Automation of vCache

  • Deploy vCenter appliance via Puppet
  • https://forge.puppetlabs.com/vmware/vcsa

Auto deploy

  • Does a lot of the work
  • It has shortcomings – can only deploy to one vCenter in a DC
  • Alan Renouf has a workaround

Chassis Setup

  • DC receives, racks and cables, sets up the management IP, sets to “Racked pending deployment”
  • Chassis configuration script goes out
  • Blades boot via iPXE chaining, checks if it’s configured, runs a firmware update if required and vCache disk configuration script then chains to Auto Deploy.
  • Configured blades boot via Auto Deploy to vCenter for the configured subnet

Blade Setup

  • Cluster gets created in vCenter via a script.

VM Setup

  • Creates an empty vCache template
  • Clone 48 VMs via template
  • MAC addresses, devices names, etc get added to CMDB
  • Set to “Pending Config”
  • Cobbler set to “Ready to PXE”
  • VMs power on at this point
  • VMs kick and puppet manifest is applied
  • Machines marked as “Image complete”
  • They are then added to monitoring and moved to the cache spare pool ready for use

Final steps

  • Standard Operating Procedure (SOP) Design
  • Additional Testing – finding the upper limits of what they can do with this design
  • Incident simulations
  • Alert Tooling – keeping an eye on trends in the environment

What’s Next?

  • Move away from big blade chassis to something smaller
  • Look at Puppet Razor as a deployment option
  • Testing Mixed workloads on VSAN
  • All Flash VSAN
  • Using OpenStack as the CML
  • Looking at Python for provisioning

Andrew then came on and spoke about getting into the Experiment – Prototype – Scale Cycle as a way to get what you need done.
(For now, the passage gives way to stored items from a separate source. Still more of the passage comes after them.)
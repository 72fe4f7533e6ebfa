//! Property-Based Tests for the Archive Record Codec
//!
//! Uses proptest to verify the codec invariants across the whole input
//! space:
//!
//! 1. **Roundtrip**: decode(encode(record)) == record, byte-exact
//! 2. **Constant rejection**: flipping any constant byte makes decode fail
//! 3. **Directory consistency**: parse(ledger bytes) reproduces every entry

#![cfg(test)]

use proptest::prelude::*;

use super::directory::{parse_directory, CentralDirectory};
use super::record::{CentralDirectoryHeader, EndOfCentralDirectory, LocalFileHeader};

/// Strategy for generating arbitrary record field values.
fn lfh_strategy() -> impl Strategy<Value = LocalFileHeader> {
    (any::<u16>(), any::<u16>(), any::<u32>(), any::<u32>(), any::<u16>()).prop_map(
        |(mod_time, mod_date, crc32c, size, name_len)| LocalFileHeader {
            mod_time,
            mod_date,
            crc32c,
            size,
            name_len,
        },
    )
}

proptest! {
    #![proptest_config(ProptestConfig::with_cases(256))]

    /// Property: every LFH round-trips byte-exactly.
    #[test]
    fn prop_lfh_roundtrip(lfh in lfh_strategy()) {
        let bytes = lfh.encode();
        let decoded = LocalFileHeader::decode(&bytes).unwrap();
        prop_assert_eq!(&decoded, &lfh);
        prop_assert_eq!(decoded.encode(), bytes);
    }

    /// Property: every CDH round-trips byte-exactly and stays consistent
    /// with the LFH it was derived from.
    #[test]
    fn prop_cdh_roundtrip(lfh in lfh_strategy(), offset in any::<u32>()) {
        let cdh = CentralDirectoryHeader::from_lfh(&lfh, offset);
        let bytes = cdh.encode();
        let decoded = CentralDirectoryHeader::decode(&bytes).unwrap();
        prop_assert_eq!(&decoded, &cdh);
        prop_assert_eq!(decoded.encode(), bytes);
        prop_assert!(lfh.matches(&decoded));
    }

    /// Property: every EOCD round-trips byte-exactly.
    #[test]
    fn prop_eocd_roundtrip(entries in any::<u16>(), cd_size in any::<u32>(), cd_offset in any::<u32>()) {
        let eocd = EndOfCentralDirectory::new(entries, cd_size, cd_offset);
        let bytes = eocd.encode();
        let decoded = EndOfCentralDirectory::decode(&bytes).unwrap();
        prop_assert_eq!(&decoded, &eocd);
        prop_assert_eq!(decoded.encode(), bytes);
    }

    /// Property: a ledger built from arbitrary entries parses back to the
    /// same names, sizes and offsets.
    #[test]
    fn prop_directory_parse_roundtrip(
        sizes in prop::collection::vec(1u32..1_000_000, 1..20),
    ) {
        let mut cd = CentralDirectory::new();
        let mut offset = 0u32;
        for (i, size) in sizes.iter().enumerate() {
            let name = format!("obj.{i}.0");
            cd.add(&name, *size, i as u32, offset).unwrap();
            offset += LocalFileHeader::SIZE as u32 + name.len() as u32 + size;
        }
        let entries = parse_directory(cd.cd_bytes()).unwrap();
        prop_assert_eq!(entries.len(), sizes.len());
        for (i, entry) in entries.iter().enumerate() {
            prop_assert_eq!(&entry.name, &format!("obj.{i}.0"));
            prop_assert_eq!(entry.cdh.size, sizes[i]);
        }
        let total: u64 = entries.iter().map(|e| e.cdh.size as u64).sum();
        let expect: u64 = sizes.iter().map(|s| *s as u64).sum();
        prop_assert_eq!(total, expect);
    }
}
VSAN Automation Building Blocks

VSAN Observer with vCOps

VSAN and OpenStack

Workloads on VSAN

  • Design policy per workload type
  • IO dependent? CPU? or RAM?
  • Core management services: vCenter, Log Insight, vCenter Operations Manager
  • Scale-out services: Storm, Cassandra, Zookeeper cluster
  • What would you like to run? Anything you can virtualise.

And that’s it. Very useful session. I always enjoy customer presentations that don’t just cover the marketing side of things but actually talk about real-world use cases. 4.5 stars.